Kyle Bader <kyle@xxxxxxxxxxx> · Sun, 12 Jan 2014 06:31:21 -0800

> If we had RS(6:3:3) 6 data chunks, 3 coding chunks, 3 local chunks, the following rule could be used to spread it over 3 datacenters:
>
> rule erasure_ruleset {
>         ruleset 1
>         type erasure
>         min_size 3
>         max_size 20
>         step set_chooseleaf_tries 5
>         step take root
>         step choose indep 3 type datacenter
>         step choose indep 4 type device
>         step emit
> }
>
> crushtool -o /tmp/t.map --num_osds 500 --build node straw 10 datacenter straw 10 root straw 0
> crushtool -d /tmp/t.map -o /tmp/t.txt # edit the ruleset as above
> crushtool -c /tmp/t.txt -o /tmp/t.map ; crushtool -i /tmp/t.map --show-bad-mappings --show-statistics --test --rule 1 --x 1 --num-rep 12
> rule 1 (erasure_ruleset), x = 1..1, numrep = 12..12
> CRUSH rule 1 x 1 [399,344,343,321,51,78,9,12,274,263,270,213]
> rule 1 (erasure_ruleset) num_rep 12 result size == 12:  1/1
>
> 399 is in datacenter 3, node 9, device 9 etc.

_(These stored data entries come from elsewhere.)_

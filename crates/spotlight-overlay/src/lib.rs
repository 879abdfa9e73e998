#![forbid(unsafe_code)]

//! Spotlight: a guided-tour overlay for touch UIs.
//!
//! Highlights a sequence of on-screen elements one at a time, places an
//! explanatory message box next to each without covering it, and lets the
//! user step forward, backward, or dismiss the tour.
//!
//! # Role in the system
//! This crate is the geometry and state core only. The host owns rendering,
//! styling, and the step content; Spotlight owns three things:
//!
//! - **Layout resolver** ([`measure`]): asynchronously resolves the absolute
//!   on-screen rectangle of every tour target through the host's measurement
//!   primitive, joining all measurements before any result is applied.
//! - **Placement engine** ([`placement`]): a pure function from target
//!   rectangle, message-box height, and screen metrics to a placement
//!   decision (above/below, left/right aligned, arrow orientation).
//! - **Tour controller** ([`tour`]): the `Hidden`/`Showing` state machine
//!   that owns the step list, the current index, and the re-measurement
//!   lifecycle.
//!
//! The render contract is [`scene::OverlayScene`]: for the current step the
//! controller emits scrim, highlight, and message-box geometry, or nothing
//! at all when the step has no usable layout. Anomalies never surface as
//! errors to the host; they degrade to an empty render.
//!
//! # Example
//!
//! ```ignore
//! use spotlight_core::{EdgeInsets, ScreenMetrics};
//! use spotlight_overlay::{BoxPhase, TourController, TutorialStep, measure_all};
//!
//! let mut tour: TourController<()> = TourController::new(vec![
//!     TutorialStep::new("Tap here to add an item"),
//!     TutorialStep::new("Swipe left to delete"),
//! ]);
//!
//! // Showing the tour requests a measurement pass over all targets.
//! let request = tour.show().expect("tour was hidden");
//! let layouts = futures::executor::block_on(measure_all(&handles));
//! tour.apply_layouts(request.token, layouts);
//!
//! let screen = ScreenMetrics::new(390.0, 844.0, EdgeInsets::new(47.0, 34.0));
//! let scene = tour.overlay_scene(&screen, BoxPhase::Measuring);
//! ```

pub mod error;
pub mod measure;
pub mod placement;
pub mod scene;
pub mod step;
pub mod tour;

pub use error::MeasureError;
pub use measure::{Measurable, RawMeasurement, measure_all};
pub use placement::{
    ARROW_EDGE_INSET, ARROW_HALF_WIDTH, ARROW_RISE, ArrowSide, ArrowSpec, BoxPhase, GAP,
    HorizontalAlign, Placement, VerticalSide, place,
};
pub use scene::{Highlight, MessageBox, MessageBoxLayout, OverlayScene};
pub use step::TutorialStep;
pub use tour::{MeasureRequest, MeasureToken, NavReason, TourController, TourEvent};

It shows that the first four are in datacenter 3, the next in datacenter zero and the last four in datacenter 2.
>
> If the function calculating erasure code spreads local chunks evenly ( 321, 12, 213 for instance ), they will effectively be located as you suggest. Andreas may have a different view on this question though.
>
> In case 78 goes missing ( and assuming all other chunks are good ), it can be rebuilt with 512, 9, 12 only. However, if the primary driving the reconstruction is 270, data will need to cross datacenter boundaries. Would it be cheaper to elect a primary closest ( in the sense of get_common_ancestor_distance https://github.com/ceph/ceph/blob/master/src/crush/CrushWrapper.h#L487 ) to the OSD to be recovered ? Only Sam or David could give you an authoritative answer.

That scheme does work out, except I'm not sure how the
recovering/remapped OSD can makes sure to read the local copies. I'll
wait to hear what Sam and David have to say. That said, what do you
think of this diagram of a 12,2,2:

http://storagemojo.com/wp-content/uploads/2012/09/LRC_parity.PNG from [4]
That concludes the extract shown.